## What you will do:
A complete copy of the entries, exactly as written, is the expected result.

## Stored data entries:

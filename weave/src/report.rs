#![forbid(unsafe_code)]

use std::path::{Path, PathBuf};

use miette::IntoDiagnostic;
use serde::Serialize;
use weave_core::{ArtifactKind, Resolution, ResolverDiagnostic};

use crate::output::WriteOutcome;

pub const SCHEMA: &str = "weave.resolution.v1";

#[derive(Debug, Clone, Serialize)]
pub struct ResolutionReport {
    pub schema: &'static str,
    pub input: String,
    pub ok: bool,
    pub summary: Summary,
    pub artifacts: Vec<ArtifactEntry>,
    /// Generated files from earlier passes deleted by this one.
    pub removed: Vec<String>,
    pub diagnostics: Vec<DiagnosticEntry>,
}

#[derive(Debug, Clone, Default, Serialize)]
pub struct Summary {
    pub interfaces: usize,
    pub augmentations: usize,
    pub errors: usize,
    pub warnings: usize,
}

#[derive(Debug, Clone, Serialize)]
pub struct ArtifactEntry {
    pub file: String,
    pub path: String,
    pub kind: ArtifactKind,
    pub source: String,
    pub sha256: String,
    pub written: bool,
}

#[derive(Debug, Clone, Serialize)]
pub struct DiagnosticEntry {
    pub code: &'static str,
    pub severity: &'static str,
    pub subject: String,
    pub message: String,
    pub location: LocationEntry,
}

#[derive(Debug, Clone, Serialize)]
pub struct LocationEntry {
    pub file: String,
    pub line: u32,
    pub col: u32,
}

impl From<&ResolverDiagnostic> for DiagnosticEntry {
    fn from(d: &ResolverDiagnostic) -> Self {
        Self {
            code: d.code.id(),
            severity: d.severity.display(),
            subject: d.subject.clone(),
            message: d.message.clone(),
            location: LocationEntry {
                file: d.location.file.clone(),
                line: d.location.line,
                col: d.location.col,
            },
        }
    }
}

pub fn build_report(
    input: &Path,
    ok: bool,
    resolution: &Resolution,
    outcomes: &[WriteOutcome],
    removed: &[PathBuf],
) -> ResolutionReport {
    let artifacts = resolution
        .artifacts
        .iter()
        .zip(outcomes)
        .map(|(a, o)| ArtifactEntry {
            file: a.file_name.clone(),
            path: display_path(&o.path),
            kind: a.kind,
            source: a.source.to_string(),
            sha256: o.sha256.clone(),
            written: o.written,
        })
        .collect();

    ResolutionReport {
        schema: SCHEMA,
        input: display_path(input),
        ok,
        summary: Summary {
            interfaces: resolution.interfaces.len(),
            augmentations: resolution.augmentations.len(),
            errors: resolution.errors().len(),
            warnings: resolution.warnings().len(),
        },
        artifacts,
        removed: removed.iter().map(|p| display_path(p)).collect(),
        diagnostics: resolution.diagnostics.iter().map(DiagnosticEntry::from).collect(),
    }
}

pub fn write_report(report: &ResolutionReport, out_path: &Path) -> miette::Result<()> {
    if let Some(parent) = out_path.parent() {
        std::fs::create_dir_all(parent).into_diagnostic()?;
    }
    let json = serde_json::to_string_pretty(report).into_diagnostic()?;
    std::fs::write(out_path, json).into_diagnostic()?;
    Ok(())
}

fn display_path(path: &Path) -> String {
    // Relative to the working directory when possible, `/`-separated.
    let p = path.canonicalize().unwrap_or_else(|_| path.to_path_buf());

    let mut s = p.to_string_lossy().to_string();
    if let Some(rest) = s.strip_prefix("\\\\?\\") {
        s = rest.to_string();
    }
    s = s.replace('\\', "/");

    if let Ok(cwd) = std::env::current_dir() {
        let mut cwd_s = cwd.to_string_lossy().to_string();
        if let Some(rest) = cwd_s.strip_prefix("\\\\?\\") {
            cwd_s = rest.to_string();
        }
        cwd_s = cwd_s.replace('\\', "/");

        let prefix = format!("{cwd_s}/");
        if let Some(rel) = s.strip_prefix(&prefix) {
            return rel.to_string();
        }
    }

    s
}

#[cfg(test)]
mod tests {
    use super::*;
    use weave_core::Resolver;
    use weave_model::{Modifier, Snapshot, TypeDeclaration, TypeRef};

    #[test]
    fn report_lists_artifacts_and_diagnostics() {
        let mut mixin = TypeDeclaration::new("S", "A");
        mixin.modifiers = vec![Modifier::Abstract];
        mixin.markers.define_mixin = true;
        let mut host = TypeDeclaration::new("S", "Host");
        host.markers.use_mixin = vec![TypeRef::named("S.A")];

        let resolution = Resolver::default().resolve(&Snapshot::new(vec![mixin, host]));
        let outcomes = crate::output::dry_run(&resolution.artifacts);
        let report = build_report(Path::new("snapshot.json"), false, &resolution, &outcomes, &[]);

        let json = serde_json::to_value(&report).expect("json");
        assert_eq!(json["schema"], "weave.resolution.v1");
        assert_eq!(json["artifacts"][0]["file"], "S.I_MxA.g.cs");
        assert_eq!(json["artifacts"][0]["kind"], "interface");
        assert_eq!(json["diagnostics"][0]["code"], "MXN003");
        assert_eq!(json["diagnostics"][0]["severity"], "error");
        assert_eq!(json["summary"]["errors"], 1);
        assert_eq!(json["removed"].as_array().map(Vec::len), Some(0));
    }
}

## Result of this exercise:
filename weave/src/report.rs
#![forbid(unsafe_code)]

use std::path::{Path, PathBuf};

use miette::IntoDiagnostic;
use serde::Serialize;
use weave_core::{ArtifactKind, Resolution, ResolverDiagnostic};

use crate::output::WriteOutcome;

pub const SCHEMA: &str = "weave.resolution.v1";

#[derive(Debug, Clone, Serialize)]
pub struct ResolutionReport {
    pub schema: &'static str,
    pub input: String,
    pub ok: bool,
    pub summary: Summary,
    pub artifacts: Vec<ArtifactEntry>,
    /// Generated files from earlier passes deleted by this one.
    pub removed: Vec<String>,
    pub diagnostics: Vec<DiagnosticEntry>,
}

#[derive(Debug, Clone, Default, Serialize)]
pub struct Summary {
    pub interfaces: usize,
    pub augmentations: usize,
    pub errors: usize,
    pub warnings: usize,
}

#[derive(Debug, Clone, Serialize)]
pub struct ArtifactEntry {
    pub file: String,
    pub path: String,
    pub kind: ArtifactKind,
    pub source: String,
    pub sha256: String,
    pub written: bool,
}

#[derive(Debug, Clone, Serialize)]
pub struct DiagnosticEntry {
    pub code: &'static str,
    pub severity: &'static str,
    pub subject: String,
    pub message: String,
    pub location: LocationEntry,
}

#[derive(Debug, Clone, Serialize)]
pub struct LocationEntry {
    pub file: String,
    pub line: u32,
    pub col: u32,
}

impl From<&ResolverDiagnostic> for DiagnosticEntry {
    fn from(d: &ResolverDiagnostic) -> Self {
        Self {
            code: d.code.id(),
            severity: d.severity.display(),
            subject: d.subject.clone(),
            message: d.message.clone(),
            location: LocationEntry {
                file: d.location.file.clone(),
                line: d.location.line,
                col: d.location.col,
            },
        }
    }
}

pub fn build_report(
    input: &Path,
    ok: bool,
    resolution: &Resolution,
    outcomes: &[WriteOutcome],
    removed: &[PathBuf],
) -> ResolutionReport {
    let artifacts = resolution
        .artifacts
        .iter()
        .zip(outcomes)
        .map(|(a, o)| ArtifactEntry {
            file: a.file_name.clone(),
            path: display_path(&o.path),
            kind: a.kind,
            source: a.source.to_string(),
            sha256: o.sha256.clone(),
            written: o.written,
        })
        .collect();

    ResolutionReport {
        schema: SCHEMA,
        input: display_path(input),
        ok,
        summary: Summary {
            interfaces: resolution.interfaces.len(),
            augmentations: resolution.augmentations.len(),
            errors: resolution.errors().len(),
            warnings: resolution.warnings().len(),
        },
        artifacts,
        removed: removed.iter().map(|p| display_path(p)).collect(),
        diagnostics: resolution.diagnostics.iter().map(DiagnosticEntry::from).collect(),
    }
}

pub fn write_report(report: &ResolutionReport, out_path: &Path) -> miette::Result<()> {
    if let Some(parent) = out_path.parent() {
        std::fs::create_dir_all(parent).into_diagnostic()?;
    }
    let json = serde_json::to_string_pretty(report).into_diagnostic()?;
    std::fs::write(out_path, json).into_diagnostic()?;
    Ok(())
}

fn display_path(path: &Path) -> String {
    // Relative to the working directory when possible, `/`-separated.
    let p = path.canonicalize().unwrap_or_else(|_| path.to_path_buf());

    let mut s = p.to_string_lossy().to_string();
    if let Some(rest) = s.strip_prefix("\\\\?\\") {
        s = rest.to_string();
    }
    s = s.replace('\\', "/");

    if let Ok(cwd) = std::env::current_dir() {
        let mut cwd_s = cwd.to_string_lossy().to_string();
        if let Some(rest) = cwd_s.strip_prefix("\\\\?\\") {
            cwd_s = rest.to_string();
        }
        cwd_s = cwd_s.replace('\\', "/");

        let prefix = format!("{cwd_s}/");
        if let Some(rel) = s.strip_prefix(&prefix) {
            return rel.to_string();
        }
    }

    s
}

#[cfg(test)]
mod tests {
    use super::*;
    use weave_core::Resolver;
    use weave_model::{Modifier, Snapshot, TypeDeclaration, TypeRef};

    #[test]
    fn report_lists_artifacts_and_diagnostics() {
        let mut mixin = TypeDeclaration::new("S", "A");
        mixin.modifiers = vec![Modifier::Abstract];
        mixin.markers.define_mixin = true;
        let mut host = TypeDeclaration::new("S", "Host");
        host.markers.use_mixin = vec![TypeRef::named("S.A")];

        let resolution = Resolver::default().resolve(&Snapshot::new(vec![mixin, host]));
        let outcomes = crate::output::dry_run(&resolution.artifacts);
        let report = build_report(Path::new("snapshot.json"), false, &resolution, &outcomes, &[]);

        let json = serde_json::to_value(&report).expect("json");
        assert_eq!(json["schema"], "weave.resolution.v1");
        assert_eq!(json["artifacts"][0]["file"], "S.I_MxA.g.cs");
        assert_eq!(json["artifacts"][0]["kind"], "interface");
        assert_eq!(json["diagnostics"][0]["code"], "MXN003");
        assert_eq!(json["diagnostics"][0]["severity"], "error");
        assert_eq!(json["summary"]["errors"], 1);
        assert_eq!(json["removed"].as_array().map(Vec::len), Some(0));
    }
}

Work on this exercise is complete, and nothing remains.